**Assignment**
Go through the entries below, tally each line that has the word "match", and give only the total.

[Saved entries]
■ ■ ■ ■ ■
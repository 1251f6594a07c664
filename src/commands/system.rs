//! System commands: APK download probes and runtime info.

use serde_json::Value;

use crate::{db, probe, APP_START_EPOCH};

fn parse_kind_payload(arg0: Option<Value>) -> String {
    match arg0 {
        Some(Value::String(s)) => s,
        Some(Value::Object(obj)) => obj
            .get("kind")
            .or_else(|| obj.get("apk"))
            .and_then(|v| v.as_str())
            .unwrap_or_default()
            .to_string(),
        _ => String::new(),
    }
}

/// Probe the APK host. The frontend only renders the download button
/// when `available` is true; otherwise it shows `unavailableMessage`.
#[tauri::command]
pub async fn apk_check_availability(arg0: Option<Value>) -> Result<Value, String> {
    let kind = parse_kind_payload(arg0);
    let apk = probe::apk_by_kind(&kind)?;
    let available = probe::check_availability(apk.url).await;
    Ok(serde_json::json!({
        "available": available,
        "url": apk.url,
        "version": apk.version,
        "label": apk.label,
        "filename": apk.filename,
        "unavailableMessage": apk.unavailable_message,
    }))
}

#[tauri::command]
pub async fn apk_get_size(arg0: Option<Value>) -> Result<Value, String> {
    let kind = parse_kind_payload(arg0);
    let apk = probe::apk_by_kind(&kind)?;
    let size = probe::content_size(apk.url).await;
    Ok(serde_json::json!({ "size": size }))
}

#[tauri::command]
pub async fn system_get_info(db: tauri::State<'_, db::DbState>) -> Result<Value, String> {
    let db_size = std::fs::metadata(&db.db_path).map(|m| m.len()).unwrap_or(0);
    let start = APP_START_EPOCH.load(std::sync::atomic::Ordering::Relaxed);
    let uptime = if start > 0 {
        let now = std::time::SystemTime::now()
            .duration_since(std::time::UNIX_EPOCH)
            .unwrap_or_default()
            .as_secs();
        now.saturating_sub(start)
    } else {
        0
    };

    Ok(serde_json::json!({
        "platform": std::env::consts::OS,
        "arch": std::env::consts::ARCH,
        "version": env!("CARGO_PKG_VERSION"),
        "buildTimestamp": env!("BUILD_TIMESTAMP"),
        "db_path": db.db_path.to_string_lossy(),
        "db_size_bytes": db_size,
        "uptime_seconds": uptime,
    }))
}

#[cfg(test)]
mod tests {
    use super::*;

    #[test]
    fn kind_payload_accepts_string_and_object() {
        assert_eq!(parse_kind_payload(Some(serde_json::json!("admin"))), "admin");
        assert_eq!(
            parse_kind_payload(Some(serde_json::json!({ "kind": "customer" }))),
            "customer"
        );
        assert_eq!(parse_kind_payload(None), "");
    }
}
■ ■ ■ ■ ■
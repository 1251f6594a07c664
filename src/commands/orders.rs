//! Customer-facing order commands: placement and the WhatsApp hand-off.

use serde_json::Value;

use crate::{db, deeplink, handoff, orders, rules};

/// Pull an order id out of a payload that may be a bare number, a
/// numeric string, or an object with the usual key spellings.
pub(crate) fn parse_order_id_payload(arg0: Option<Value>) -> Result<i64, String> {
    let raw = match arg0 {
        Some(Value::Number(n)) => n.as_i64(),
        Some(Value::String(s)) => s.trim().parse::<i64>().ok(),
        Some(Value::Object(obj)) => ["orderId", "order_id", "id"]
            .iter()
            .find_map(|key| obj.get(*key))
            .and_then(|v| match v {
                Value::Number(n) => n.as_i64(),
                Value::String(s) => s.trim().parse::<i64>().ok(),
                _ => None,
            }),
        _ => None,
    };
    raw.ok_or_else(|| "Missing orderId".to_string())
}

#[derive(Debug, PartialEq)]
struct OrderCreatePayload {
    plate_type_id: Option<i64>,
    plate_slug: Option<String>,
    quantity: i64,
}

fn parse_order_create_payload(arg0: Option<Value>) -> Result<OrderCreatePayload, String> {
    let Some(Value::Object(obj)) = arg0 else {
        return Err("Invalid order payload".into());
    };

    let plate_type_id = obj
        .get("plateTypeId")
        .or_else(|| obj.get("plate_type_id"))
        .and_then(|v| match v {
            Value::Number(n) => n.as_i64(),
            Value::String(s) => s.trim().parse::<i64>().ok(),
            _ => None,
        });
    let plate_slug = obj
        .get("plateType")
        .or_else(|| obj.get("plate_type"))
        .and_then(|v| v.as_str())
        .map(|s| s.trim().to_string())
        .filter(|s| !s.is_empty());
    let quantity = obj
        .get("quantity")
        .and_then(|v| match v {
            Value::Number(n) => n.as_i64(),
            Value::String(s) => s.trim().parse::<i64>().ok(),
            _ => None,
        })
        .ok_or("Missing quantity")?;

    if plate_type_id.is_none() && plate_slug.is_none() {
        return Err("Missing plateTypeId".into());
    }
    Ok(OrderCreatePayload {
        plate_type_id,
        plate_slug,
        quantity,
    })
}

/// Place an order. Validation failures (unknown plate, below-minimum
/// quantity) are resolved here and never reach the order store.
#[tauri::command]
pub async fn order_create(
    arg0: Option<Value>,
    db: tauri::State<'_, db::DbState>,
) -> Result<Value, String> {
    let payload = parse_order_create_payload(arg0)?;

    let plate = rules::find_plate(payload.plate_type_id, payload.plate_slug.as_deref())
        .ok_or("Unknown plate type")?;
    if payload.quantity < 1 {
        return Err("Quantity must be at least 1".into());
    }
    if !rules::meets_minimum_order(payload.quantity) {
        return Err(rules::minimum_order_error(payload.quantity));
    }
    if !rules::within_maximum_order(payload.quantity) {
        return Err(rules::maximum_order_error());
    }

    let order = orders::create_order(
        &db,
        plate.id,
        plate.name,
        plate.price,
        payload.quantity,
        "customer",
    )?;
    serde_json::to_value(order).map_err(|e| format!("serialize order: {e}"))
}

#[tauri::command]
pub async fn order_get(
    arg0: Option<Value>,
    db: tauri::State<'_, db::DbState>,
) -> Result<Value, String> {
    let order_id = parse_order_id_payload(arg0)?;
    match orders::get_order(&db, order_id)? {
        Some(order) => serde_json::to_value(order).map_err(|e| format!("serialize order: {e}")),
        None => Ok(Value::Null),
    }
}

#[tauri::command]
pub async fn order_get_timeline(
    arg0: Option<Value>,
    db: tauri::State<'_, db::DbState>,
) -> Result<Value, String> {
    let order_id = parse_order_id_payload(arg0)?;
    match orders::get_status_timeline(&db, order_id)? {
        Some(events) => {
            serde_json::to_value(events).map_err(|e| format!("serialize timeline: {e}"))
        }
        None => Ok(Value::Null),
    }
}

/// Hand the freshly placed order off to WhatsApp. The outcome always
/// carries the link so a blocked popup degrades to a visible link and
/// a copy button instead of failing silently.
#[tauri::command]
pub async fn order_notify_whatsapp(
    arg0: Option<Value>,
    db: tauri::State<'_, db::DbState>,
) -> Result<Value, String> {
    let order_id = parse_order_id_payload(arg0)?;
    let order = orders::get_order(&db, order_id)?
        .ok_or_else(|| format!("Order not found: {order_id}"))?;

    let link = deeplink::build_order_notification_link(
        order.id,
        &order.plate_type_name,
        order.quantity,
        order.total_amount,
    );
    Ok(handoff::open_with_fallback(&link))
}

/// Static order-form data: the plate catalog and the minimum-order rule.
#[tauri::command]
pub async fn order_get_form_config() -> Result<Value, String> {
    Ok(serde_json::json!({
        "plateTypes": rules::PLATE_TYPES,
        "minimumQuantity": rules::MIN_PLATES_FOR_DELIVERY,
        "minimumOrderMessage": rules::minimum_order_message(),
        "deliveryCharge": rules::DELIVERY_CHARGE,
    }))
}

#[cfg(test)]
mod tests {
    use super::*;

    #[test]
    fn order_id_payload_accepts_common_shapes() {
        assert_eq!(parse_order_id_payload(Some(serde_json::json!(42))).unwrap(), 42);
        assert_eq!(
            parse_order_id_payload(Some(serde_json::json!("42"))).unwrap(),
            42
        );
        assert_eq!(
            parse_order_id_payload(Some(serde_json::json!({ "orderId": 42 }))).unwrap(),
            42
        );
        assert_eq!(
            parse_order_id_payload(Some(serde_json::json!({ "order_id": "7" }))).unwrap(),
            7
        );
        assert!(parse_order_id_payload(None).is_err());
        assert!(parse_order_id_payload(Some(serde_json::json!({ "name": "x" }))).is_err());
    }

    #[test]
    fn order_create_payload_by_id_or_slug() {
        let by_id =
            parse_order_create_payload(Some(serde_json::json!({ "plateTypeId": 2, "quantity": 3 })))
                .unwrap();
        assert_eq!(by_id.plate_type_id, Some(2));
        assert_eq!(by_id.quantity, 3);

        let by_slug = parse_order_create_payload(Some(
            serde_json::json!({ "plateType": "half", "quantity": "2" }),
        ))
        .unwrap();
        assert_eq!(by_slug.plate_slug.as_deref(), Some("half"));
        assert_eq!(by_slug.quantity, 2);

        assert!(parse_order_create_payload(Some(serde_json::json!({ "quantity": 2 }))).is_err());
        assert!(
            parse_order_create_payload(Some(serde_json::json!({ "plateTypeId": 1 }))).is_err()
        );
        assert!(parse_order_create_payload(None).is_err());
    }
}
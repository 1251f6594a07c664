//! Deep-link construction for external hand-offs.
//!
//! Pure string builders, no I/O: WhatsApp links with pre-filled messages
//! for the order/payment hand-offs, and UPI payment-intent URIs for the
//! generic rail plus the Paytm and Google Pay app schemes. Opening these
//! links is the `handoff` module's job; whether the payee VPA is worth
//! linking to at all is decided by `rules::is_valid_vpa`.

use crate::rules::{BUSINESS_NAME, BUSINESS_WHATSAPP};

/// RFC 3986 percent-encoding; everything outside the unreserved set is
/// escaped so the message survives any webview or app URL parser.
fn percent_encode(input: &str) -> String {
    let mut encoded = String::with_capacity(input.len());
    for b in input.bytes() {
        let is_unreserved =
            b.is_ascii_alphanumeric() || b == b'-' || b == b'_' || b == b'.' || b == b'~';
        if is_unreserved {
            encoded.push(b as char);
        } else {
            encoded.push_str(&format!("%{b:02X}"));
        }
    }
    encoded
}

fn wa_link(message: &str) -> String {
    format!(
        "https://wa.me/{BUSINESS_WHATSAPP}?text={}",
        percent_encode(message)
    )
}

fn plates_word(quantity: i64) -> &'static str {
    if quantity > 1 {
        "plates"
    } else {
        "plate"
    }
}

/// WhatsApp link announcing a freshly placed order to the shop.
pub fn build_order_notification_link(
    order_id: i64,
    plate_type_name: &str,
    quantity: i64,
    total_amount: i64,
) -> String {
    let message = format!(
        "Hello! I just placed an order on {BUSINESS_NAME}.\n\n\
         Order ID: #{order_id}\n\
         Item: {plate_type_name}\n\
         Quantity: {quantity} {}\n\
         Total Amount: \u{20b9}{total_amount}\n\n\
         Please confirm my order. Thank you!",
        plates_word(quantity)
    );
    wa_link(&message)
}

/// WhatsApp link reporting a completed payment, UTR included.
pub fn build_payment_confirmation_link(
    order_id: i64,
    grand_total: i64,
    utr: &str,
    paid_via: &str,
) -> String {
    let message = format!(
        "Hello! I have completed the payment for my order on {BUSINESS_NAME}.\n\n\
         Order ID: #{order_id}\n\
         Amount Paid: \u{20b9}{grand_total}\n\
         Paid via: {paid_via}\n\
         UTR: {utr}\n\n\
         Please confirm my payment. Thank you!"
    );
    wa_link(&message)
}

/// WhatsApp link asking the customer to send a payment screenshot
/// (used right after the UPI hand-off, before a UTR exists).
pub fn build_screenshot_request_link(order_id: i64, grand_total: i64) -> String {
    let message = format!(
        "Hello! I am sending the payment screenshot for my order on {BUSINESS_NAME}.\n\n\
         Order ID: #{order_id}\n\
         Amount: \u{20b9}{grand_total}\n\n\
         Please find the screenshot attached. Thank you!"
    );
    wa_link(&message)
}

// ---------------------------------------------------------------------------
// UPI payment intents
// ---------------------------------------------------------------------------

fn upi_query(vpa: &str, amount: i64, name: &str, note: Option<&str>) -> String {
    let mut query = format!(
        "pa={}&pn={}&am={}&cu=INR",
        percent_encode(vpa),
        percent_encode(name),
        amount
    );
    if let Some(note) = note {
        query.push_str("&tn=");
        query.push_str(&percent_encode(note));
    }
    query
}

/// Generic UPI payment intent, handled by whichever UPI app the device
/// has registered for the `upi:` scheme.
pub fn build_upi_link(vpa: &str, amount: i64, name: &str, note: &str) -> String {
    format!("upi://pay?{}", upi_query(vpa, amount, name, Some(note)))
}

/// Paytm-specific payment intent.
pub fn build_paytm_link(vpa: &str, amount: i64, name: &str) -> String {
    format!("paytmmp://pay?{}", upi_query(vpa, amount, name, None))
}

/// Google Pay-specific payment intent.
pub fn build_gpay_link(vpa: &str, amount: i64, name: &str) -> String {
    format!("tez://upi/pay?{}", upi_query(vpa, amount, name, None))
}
■ ■ ■ ■ ■
**Task output**
7